> [TASK TO COMPLETE]
Print every line of the material exactly.

> [RECORD EXTRACTS]

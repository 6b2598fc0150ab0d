//! Admin Repository

use super::{BaseRepository, RepoError, RepoResult};
use crate::db::models::{Admin, AdminCreate};
use shared::util::now_millis;
use surrealdb::engine::local::Db;
use surrealdb::{RecordId, Surreal};

#[derive(Clone)]
pub struct AdminRepository {
    base: BaseRepository,
}

impl AdminRepository {
    pub fn new(db: Surreal<Db>) -> Self {
        Self {
            base: BaseRepository::new(db),
        }
    }

    /// Find admin by id
    pub async fn find_by_id(&self, id: &RecordId) -> RepoResult<Option<Admin>> {
        let admin: Option<Admin> = self.base.db().select(id.clone()).await?;
        Ok(admin)
    }

    /// Find admin by username (case-insensitive, usernames are stored lower-cased)
    pub async fn find_by_username(&self, username: &str) -> RepoResult<Option<Admin>> {
        let username = username.trim().to_lowercase();
        let mut result = self
            .base
            .db()
            .query("SELECT * FROM admin WHERE username = $username")
            .bind(("username", username))
            .await?;
        let admins: Vec<Admin> = result.take(0)?;
        Ok(admins.into_iter().next())
    }

    /// Find the admin currently holding a refresh token
    pub async fn find_by_refresh_token(&self, token: &str) -> RepoResult<Option<Admin>> {
        let mut result = self
            .base
            .db()
            .query("SELECT * FROM admin WHERE refreshToken = $refresh")
            .bind(("refresh", token.to_string()))
            .await?;
        let admins: Vec<Admin> = result.take(0)?;
        Ok(admins.into_iter().next())
    }

    /// Create a new admin
    pub async fn create(&self, data: AdminCreate) -> RepoResult<Admin> {
        let username = data.username.trim().to_lowercase();

        // Check duplicate username
        if self.find_by_username(&username).await?.is_some() {
            return Err(RepoError::Duplicate(format!(
                "Username '{}' already exists",
                username
            )));
        }

        // Hash password
        let hash_pass = Admin::hash_password(&data.password)
            .map_err(|e| RepoError::Database(format!("Failed to hash password: {}", e)))?;

        let now = now_millis();
        let mut result = self
            .base
            .db()
            .query(
                r#"CREATE admin SET
                    username = $username,
                    fullName = $full_name,
                    hashPass = $hash_pass,
                    role = $role,
                    refreshToken = NONE,
                    createdAt = $now,
                    updatedAt = $now
                RETURN AFTER"#,
            )
            .bind(("username", username))
            .bind(("full_name", data.full_name))
            .bind(("hash_pass", hash_pass))
            .bind(("role", data.role))
            .bind(("now", now))
            .await?;

        let created: Option<Admin> = result.take(0)?;
        created.ok_or_else(|| RepoError::Database("Failed to create admin".to_string()))
    }

    /// Store (or clear with `None`) the admin's refresh token
    pub async fn set_refresh_token(&self, id: &RecordId, token: Option<String>) -> RepoResult<()> {
        self.base
            .db()
            .query("UPDATE $thing SET refreshToken = $refresh, updatedAt = $now")
            .bind(("thing", id.clone()))
            .bind(("refresh", token))
            .bind(("now", now_millis()))
            .await?
            .check()?;
        Ok(())
    }

    /// Replace the password hash
    pub async fn update_password(&self, id: &RecordId, new_password: &str) -> RepoResult<()> {
        let hash_pass = Admin::hash_password(new_password)
            .map_err(|e| RepoError::Database(format!("Failed to hash password: {}", e)))?;

        let mut result = self
            .base
            .db()
            .query("UPDATE $thing SET hashPass = $hash_pass, updatedAt = $now RETURN AFTER")
            .bind(("thing", id.clone()))
            .bind(("hash_pass", hash_pass))
            .bind(("now", now_millis()))
            .await?;

        result
            .take::<Option<Admin>>(0)?
            .map(|_| ())
            .ok_or_else(|| RepoError::NotFound(format!("Admin {} not found", id)))
    }
}
//! Billing calculations: amounts, the settlement week, weekly summaries
//!
//! Pure functions with no database access and no clock reads:
//! - [`compute_amount`] - liters × fat × base rate, rounded to 2dp
//! - [`resolve_week`] - Saturday 00:00 to Friday 23:59:59.999 window
//! - [`aggregate_week`] - one customer's per-day totals
//! - [`aggregate_payouts`] - amount owed to every customer for the week
//!
//! All sums are accumulated in `Decimal` and converted to `f64` on output.

mod amount;
mod payout;
mod summary;
mod week;


pub use amount::{compute_amount, to_decimal, to_f64};
pub use payout::{PayoutRow, aggregate_payouts};
pub use summary::{DayBucket, WeeklySummary, WeeklyTotal, aggregate_week};
pub use week::{WeekWindow, resolve_week};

> [WRITTEN REPLY]
repository 6b2598fc0150ab0d
//! Admin Repository

use super::{BaseRepository, RepoError, RepoResult};
use crate::db::models::{Admin, AdminCreate};
use shared::util::now_millis;
use surrealdb::engine::local::Db;
use surrealdb::{RecordId, Surreal};

#[derive(Clone)]
pub struct AdminRepository {
    base: BaseRepository,
}

impl AdminRepository {
    pub fn new(db: Surreal<Db>) -> Self {
        Self {
            base: BaseRepository::new(db),
        }
    }

    /// Find admin by id
    pub async fn find_by_id(&self, id: &RecordId) -> RepoResult<Option<Admin>> {
        let admin: Option<Admin> = self.base.db().select(id.clone()).await?;
        Ok(admin)
    }

    /// Find admin by username (case-insensitive, usernames are stored lower-cased)
    pub async fn find_by_username(&self, username: &str) -> RepoResult<Option<Admin>> {
        let username = username.trim().to_lowercase();
        let mut result = self
            .base
            .db()
            .query("SELECT * FROM admin WHERE username = $username")
            .bind(("username", username))
            .await?;
        let admins: Vec<Admin> = result.take(0)?;
        Ok(admins.into_iter().next())
    }

    /// Find the admin currently holding a refresh token
    pub async fn find_by_refresh_token(&self, token: &str) -> RepoResult<Option<Admin>> {
        let mut result = self
            .base
            .db()
            .query("SELECT * FROM admin WHERE refreshToken = $refresh")
            .bind(("refresh", token.to_string()))
            .await?;
        let admins: Vec<Admin> = result.take(0)?;
        Ok(admins.into_iter().next())
    }

    /// Create a new admin
    pub async fn create(&self, data: AdminCreate) -> RepoResult<Admin> {
        let username = data.username.trim().to_lowercase();

        // Check duplicate username
        if self.find_by_username(&username).await?.is_some() {
            return Err(RepoError::Duplicate(format!(
                "Username '{}' already exists",
                username
            )));
        }

        // Hash password
        let hash_pass = Admin::hash_password(&data.password)
            .map_err(|e| RepoError::Database(format!("Failed to hash password: {}", e)))?;

        let now = now_millis();
        let mut result = self
            .base
            .db()
            .query(
                r#"CREATE admin SET
                    username = $username,
                    fullName = $full_name,
                    hashPass = $hash_pass,
                    role = $role,
                    refreshToken = NONE,
                    createdAt = $now,
                    updatedAt = $now
                RETURN AFTER"#,
            )
            .bind(("username", username))
            .bind(("full_name", data.full_name))
            .bind(("hash_pass", hash_pass))
            .bind(("role", data.role))
            .bind(("now", now))
            .await?;

        let created: Option<Admin> = result.take(0)?;
        created.ok_or_else(|| RepoError::Database("Failed to create admin".to_string()))
    }

    /// Store (or clear with `None`) the admin's refresh token
    pub async fn set_refresh_token(&self, id: &RecordId, token: Option<String>) -> RepoResult<()> {
        self.base
            .db()
            .query("UPDATE $thing SET refreshToken = $refresh, updatedAt = $now")
            .bind(("thing", id.clone()))
            .bind(("refresh", token))
            .bind(("now", now_millis()))
            .await?
            .check()?;
        Ok(())
    }

    /// Replace the password hash
    pub async fn update_password(&self, id: &RecordId, new_password: &str) -> RepoResult<()> {
        let hash_pass = Admin::hash_password(new_password)
            .map_err(|e| RepoError::Database(format!("Failed to hash password: {}", e)))?;

        let mut result = self
            .base
            .db()
            .query("UPDATE $thing SET hashPass = $hash_pass, updatedAt = $now RETURN AFTER")
            .bind(("thing", id.clone()))
            .bind(("hash_pass", hash_pass))
            .bind(("now", now_millis()))
            .await?;

        result
            .take::<Option<Admin>>(0)?
            .map(|_| ())
            .ok_or_else(|| RepoError::NotFound(format!("Admin {} not found", id)))
    }
}
//! Billing calculations: amounts, the settlement week, weekly summaries
//!
//! Pure functions with no database access and no clock reads:
//! - [`compute_amount`] - liters × fat × base rate, rounded to 2dp
//! - [`resolve_week`] - Saturday 00:00 to Friday 23:59:59.999 window
//! - [`aggregate_week`] - one customer's per-day totals
//! - [`aggregate_payouts`] - amount owed to every customer for the week
//!
//! All sums are accumulated in `Decimal` and converted to `f64` on output.

mod amount;
mod payout;
mod summary;
mod week;


pub use amount::{compute_amount, to_decimal, to_f64};
pub use payout::{PayoutRow, aggregate_payouts};
pub use summary::{DayBucket, WeeklySummary, WeeklyTotal, aggregate_week};
pub use week::{WeekWindow, resolve_week};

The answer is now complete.